I'm assuming that the separate layer modes will eventually separate
into their own files for reasons of speed, in which case this is
trivial to implement; request LAB color as the input format, apply
normal blending to A and B channels,
leave L channel unchanged from dest. I would certainly be willing to
do that when the time comes.

>
>> Personally, only about 7 of the layer modes have any use to me:
>>    normal dissolve difference multiply divide grainMerge grainExtract
>>
>
> Interesting, what do you use Grain extract and Grain merge for?

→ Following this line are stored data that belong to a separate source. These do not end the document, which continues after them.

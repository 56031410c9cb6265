//! CLI commands for the contracts
//!
//! Each command opens the committed state, performs one operation and
//! prints the outcome.

use crate::core::{parse_amount, Address};
use crate::registry::{MutationPolicy, RectangleInit};
use crate::service::{ContractService, LedgerSetup, ServiceError};
use crate::storage::{FileStore, StateStore, StorageConfig};
use std::path::Path;

/// Result type for CLI operations
pub type CliResult<T> = Result<T, Box<dyn std::error::Error>>;

/// Application state
pub struct AppState {
    pub service: ContractService<FileStore>,
}

impl AppState {
    /// Open the state committed in `data_dir`
    pub fn open(data_dir: &Path) -> CliResult<Self> {
        let store = open_store(data_dir)?;
        let service = ContractService::open_existing(store)?;
        Ok(Self { service })
    }
}

fn open_store(data_dir: &Path) -> CliResult<FileStore> {
    let config = StorageConfig {
        data_dir: data_dir.to_path_buf(),
        ..Default::default()
    };
    Ok(FileStore::new(config)?)
}

/// Initialize contract state
pub async fn cmd_init(
    data_dir: &Path,
    owner: &str,
    recipient: &str,
    creator_only: bool,
) -> CliResult<()> {
    let store = open_store(data_dir)?;

    if let Some(existing) = store.load()? {
        let ledger = &existing.ledger;
        if ledger.owner() != &Address::new(owner) || ledger.recipient() != &Address::new(recipient)
        {
            return Err(format!(
                "contract state at {:?} belongs to owner {} with recipient {}",
                data_dir,
                ledger.owner(),
                ledger.recipient()
            )
            .into());
        }
        println!("⚠️  Contract state already exists at {:?}", data_dir);
        return Ok(());
    }

    let policy = if creator_only {
        MutationPolicy::CreatorOnly
    } else {
        MutationPolicy::Open
    };
    let setup = LedgerSetup::new(owner, recipient).with_policy(policy);
    let service = ContractService::open(store, &setup)?;

    let stats = service.stats().await;
    println!("✅ Contracts initialized!");
    println!("   📁 Data directory: {:?}", data_dir);
    println!("   🏦 Ledger address: {}", stats.address);
    println!("   👤 Owner: {}", stats.owner);
    println!("   🎯 Recipient: {}", stats.recipient);
    println!("   🔧 Mutation policy: {:?}", policy);

    Ok(())
}

// ============================================================================
// Registry
// ============================================================================

pub async fn cmd_rect_create(
    state: &AppState,
    caller: &str,
    longueur: u64,
    largeur: u64,
) -> CliResult<()> {
    let created = state
        .service
        .create_rectangle(&Address::new(caller), RectangleInit::new(longueur, largeur))
        .await?;

    println!("✅ Rectangle {} created", created.id);
    println!("   ├─ Dimensions: {} x {}", created.state.longueur, created.state.largeur);
    println!("   ├─ Surface: {}", created.state.surface);
    println!("   └─ Perimeter: {}", created.state.perimeter);
    Ok(())
}

pub async fn cmd_rect_get(state: &AppState, id: usize) -> CliResult<()> {
    let view = state.service.get_rectangle(id).await?;

    println!("📐 Rectangle {}", view.id);
    println!("   ├─ Creator: {}", view.creator);
    println!("   ├─ Dimensions: {} x {}", view.state.longueur, view.state.largeur);
    println!("   ├─ Surface: {}", view.state.surface);
    println!("   ├─ Perimeter: {}", view.state.perimeter);
    println!("   └─ Position: ({}, {})", view.state.x, view.state.y);
    Ok(())
}

pub async fn cmd_rect_list(state: &AppState) -> CliResult<()> {
    let rectangles = state.service.list_rectangles().await;

    if rectangles.is_empty() {
        println!("📐 No rectangles created yet.");
        return Ok(());
    }

    println!("📐 Rectangles ({}):", rectangles.len());
    for view in rectangles {
        println!(
            "   #{:<4} {} x {}  surface {}  at ({}, {})  by {}",
            view.id,
            view.state.longueur,
            view.state.largeur,
            view.state.surface,
            view.state.x,
            view.state.y,
            view.creator
        );
    }
    Ok(())
}

pub async fn cmd_rect_resize(
    state: &AppState,
    caller: &str,
    id: usize,
    longueur: u64,
    largeur: u64,
) -> CliResult<()> {
    let changed = state
        .service
        .resize_rectangle(&Address::new(caller), id, longueur, largeur)
        .await?;

    println!(
        "✅ Rectangle {} resized to {} x {} (surface {})",
        changed.id, changed.state.longueur, changed.state.largeur, changed.state.surface
    );
    Ok(())
}

pub async fn cmd_rect_move(
    state: &AppState,
    caller: &str,
    id: usize,
    dx: i64,
    dy: i64,
) -> CliResult<()> {
    let changed = state
        .service
        .move_rectangle(&Address::new(caller), id, dx, dy)
        .await?;

    println!(
        "✅ Rectangle {} moved to ({}, {})",
        changed.id, changed.state.x, changed.state.y
    );
    Ok(())
}

pub async fn cmd_rect_area(state: &AppState) -> CliResult<()> {
    let count = state.service.rectangle_count().await;
    let total = state.service.total_surface().await;

    println!("📐 Total surface of {} rectangle(s): {}", count, total);
    Ok(())
}

// ============================================================================
// Ledger
// ============================================================================

pub async fn cmd_deposit(state: &AppState, caller: &str, amount: &str) -> CliResult<()> {
    let amount = parse_amount(amount).map_err(ServiceError::from)?;
    let deposited = state
        .service
        .deposit(&Address::new(caller), amount)
        .await?;

    println!("✅ Deposited {} from {}", deposited.amount, deposited.depositor);
    println!("   Pool balance: {}", state.service.stats().await.pool_balance);
    Ok(())
}

pub async fn cmd_withdraw(state: &AppState, caller: &str, amount: Option<&str>) -> CliResult<()> {
    let caller = Address::new(caller);

    let withdrawn = match amount {
        Some(amount) => {
            let amount = parse_amount(amount).map_err(ServiceError::from)?;
            state.service.withdraw_amount(&caller, amount).await?
        }
        None => state.service.withdraw(&caller).await?,
    };

    println!("✅ Withdrew {} to {}", withdrawn.amount, withdrawn.recipient);
    println!("   Pool balance: {}", state.service.stats().await.pool_balance);
    Ok(())
}

pub async fn cmd_stats(state: &AppState) -> CliResult<()> {
    let stats = state.service.stats().await;

    println!("🏦 Ledger {}", stats.address);
    println!("   ├─ Owner: {}", stats.owner);
    println!("   ├─ Recipient: {}", stats.recipient);
    println!("   ├─ Pool balance: {}", stats.pool_balance);
    println!("   ├─ Total received: {}", stats.total_received);
    println!("   ├─ Total withdrawn: {}", stats.total_withdrawn);
    println!("   ├─ Depositors: {}", stats.depositor_count);
    println!("   └─ Halted: {}", stats.halted);
    Ok(())
}

pub async fn cmd_depositor(state: &AppState, index: usize) -> CliResult<()> {
    let depositor = state.service.get_depositor(index).await?;
    println!(
        "👤 Depositor #{}: {} (cumulative {})",
        index, depositor.address, depositor.cumulative
    );
    Ok(())
}

pub async fn cmd_depositors(state: &AppState) -> CliResult<()> {
    let depositors = state.service.depositors().await;

    if depositors.is_empty() {
        println!("👤 No deposits yet.");
        return Ok(());
    }

    println!("👤 Depositors ({}):", depositors.len());
    for (index, depositor) in depositors.iter().enumerate() {
        println!(
            "   #{:<4} {}  {}",
            index, depositor.address, depositor.cumulative
        );
    }
    Ok(())
}

pub async fn cmd_change_recipient(
    state: &AppState,
    caller: &str,
    recipient: &str,
) -> CliResult<()> {
    let changed = state
        .service
        .change_recipient(&Address::new(caller), Address::new(recipient))
        .await?;

    println!(
        "✅ Recipient changed: {} → {}",
        changed.previous, changed.current
    );
    Ok(())
}

pub async fn cmd_halt(state: &AppState, caller: &str, halted: bool) -> CliResult<()> {
    let caller = Address::new(caller);
    let changed = if halted {
        state.service.halt(&caller).await?
    } else {
        state.service.resume(&caller).await?
    };

    if changed.halted {
        println!("⏸️  Ledger halted");
    } else {
        println!("▶️  Ledger resumed");
    }
    Ok(())
}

Colorized shading/lighting. The nice thing about grain merge and
extract is they have a very regular effect on intensity, which means
it is comfortable to eg. paint using Grain Merge on a Grain
Merge-moded layer.
If you start with a layer filled with color #808080 which is neutral:
Say you have colors #606060 and #a0a0a0, painting with one of those
will lighten the layer by 32; if you swap
colors you will be darkening the image by 32. Providing layer opacity
== 100%, that will result in a literal change of 32 to the underlying
image. That predictable symmetry helps.

Also, you may have noticed, Grain merge creates complimentary
colorings; eg Grain merging bright yellow #ffff90
makes the image brighter and yellower, Grain extracting the same
bright yellow makes the image darker and more blue.